Lake Papakeechie is a small man-made lake of 179 acres located in Kosciusko County, Indiana, United States. The lake is situated south of and drains into Lake Wawasee. The lake is owned by the Papakeechie Protective Association.

== History ==
Lake Papakeechie is named after Miami chief Papakeecha or Pa-hed-ke-teh-a, the most influential chief in the region around Lake Wawasee.

Papakeechie was created just before 1910 in the same location and in a basin where six small lakes once occupied this area. The small lakes were named Jarret's, Gan's, Hooper's and three named Hartzell's. Early in the 19th century a fish trap or fish weir was constructed at the outlet where water flowed to Lake Wawasee where settlers would easily catch fish. The lake (with dam) was deemed completed in 1913.

When an 8 foot earthen dam was constructed by Charles A. Sudlow of Indianapolis on that north side, the water level rose elevating large masses of vegetation. These were loaded with rocks and filled with holes and sunk to the bottom.

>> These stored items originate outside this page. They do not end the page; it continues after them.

use crate::errors;
use crate::index::IndexManager;
use crate::session;
use crate::sql::{self, KeyFilter, SelectStatement, ShowStatement, Statement};
use crate::storage::{ColumnValue, Offset};
use tracing::{debug, trace};

#[derive(Debug, PartialEq)]
pub enum SqlResult {
    /// OK response from CREATE/DROP/INSERT/DELETE
    Ok { affected_rows: u64 },
    /// Result set from SELECT-like queries
    ResultSet {
        columns: Vec<String>,
        rows: Vec<Vec<String>>,
    },
}

/// Execute a statement.
pub fn execute(
    session: &mut session::Session,
    c: sql::SqlCommand,
) -> Result<SqlResult, errors::Error> {
    trace!(session_id = %session.id, sql = c.sql.as_str(), "Executing statement...");
    let indexes = &mut session.indexes;
    match c.statement {
        Statement::Create(s) => {
            indexes.create_index(&s.name, s.column)?;
            Ok(SqlResult::Ok { affected_rows: 0 })
        }
        Statement::Drop(s) => {
            indexes.drop_index(&s.name)?;
            Ok(SqlResult::Ok { affected_rows: 0 })
        }
        Statement::Insert(i) => {
            let (keys, offsets): (Vec<ColumnValue>, Vec<Offset>) = i.entries.into_iter().unzip();
            let inserted = indexes.insert_batch(&i.index, &keys, &offsets)?;
            Ok(SqlResult::Ok {
                affected_rows: inserted as u64,
            })
        }
        Statement::Delete(d) => {
            let offset = indexes.delete_index(&d.index, &d.key)?;
            debug!(index = d.index.as_str(), key = %d.key, offset, "Deleted key.");
            Ok(SqlResult::Ok { affected_rows: 1 })
        }
        Statement::Select(s) => execute_select(indexes, s),
        Statement::Show(ShowStatement::ShowIndexesStatement) => {
            let columns = ["Index", "Type", "Keys", "Height", "Nodes", "Degree"]
                .iter()
                .map(|c| c.to_string())
                .collect();
            let rows = indexes
                .describe()
                .into_iter()
                .map(|i| {
                    vec![
                        i.name,
                        i.column.to_string(),
                        i.keys.to_string(),
                        i.height.to_string(),
                        i.nodes.to_string(),
                        i.degree.to_string(),
                    ]
                })
                .collect();
            Ok(SqlResult::ResultSet { columns, rows })
        }
        Statement::Show(ShowStatement::ShowLeavesStatement(name)) => {
            let rows = indexes
                .leaves(&name)?
                .into_iter()
                .enumerate()
                .map(|(i, leaf)| vec![i.to_string(), leaf])
                .collect();
            Ok(SqlResult::ResultSet {
                columns: vec!["Leaf".into(), "Keys".into()],
                rows,
            })
        }
        Statement::Check(c) => {
            indexes.check(&c.name)?;
            Ok(SqlResult::ResultSet {
                columns: vec!["Index".into(), "Status".into()],
                rows: vec![vec![c.name, "OK".into()]],
            })
        }
    }
}

fn execute_select(
    indexes: &IndexManager,
    s: SelectStatement,
) -> Result<SqlResult, errors::Error> {
    let offsets = match s.filter {
        KeyFilter::All => {
            let rows = indexes
                .scan(&s.index)?
                .into_iter()
                .map(|(key, offset)| vec![key.to_string(), offset.to_string()])
                .collect();
            return Ok(SqlResult::ResultSet {
                columns: vec!["Key".into(), "Offset".into()],
                rows,
            });
        }
        KeyFilter::Equal(key) => indexes.search_equal(&s.index, &key)?.into_iter().collect(),
        KeyFilter::Between(begin, end) => indexes.search_between(&s.index, &begin, &end)?,
        KeyFilter::AtLeast(begin) => indexes.search_greater(&s.index, &begin)?,
        KeyFilter::AtMost(end) => indexes.search_smaller(&s.index, &end)?,
    };
    Ok(offset_rows(offsets))
}

fn offset_rows(offsets: Vec<Offset>) -> SqlResult {
    SqlResult::ResultSet {
        columns: vec!["Offset".into()],
        rows: offsets.into_iter().map(|o| vec![o.to_string()]).collect(),
    }
}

A 1931 Syracuse Chamber of Commerce booklet shows 69 homes on the lake. Today, there are close to 400 houses around the lake, 300 of those on the lake front. There are still a few undeveloped lots owned by individuals adjacent to existing property and a wedge of wooded area. The lots, 50 feet wide with various depths, were sold for $500 each. The 5 miles of shoreline was known as “good for fishing.” The booklet, possibly used as a sales tool, provided the legend, topography, history, information about the hatcheries, the corporation and approaches, complete with photos of the various areas and survey of the property.

===The Legend===
The legend states three small tribes of the Great Potowattamie family often settled around the largest lake in the region. The largest and most powerful tribe occupied Conklin Hill, overlooking the lake from the west and their chieftain's name was “Wawasee.”
Chief Flatbelly took his people to the peninsula on the north which now bears his name, “while the finest and bravest young chieftain of them all, having the smallest tribe, was obliged to settle on the hills and fish in the little lakes that lay adjacent to the big one, on the south.”
When a map of the region was made, it was seen two lakes formed a turkey with a monstrous head with the streams as whiskers. Thus the original name of Turkey Lake.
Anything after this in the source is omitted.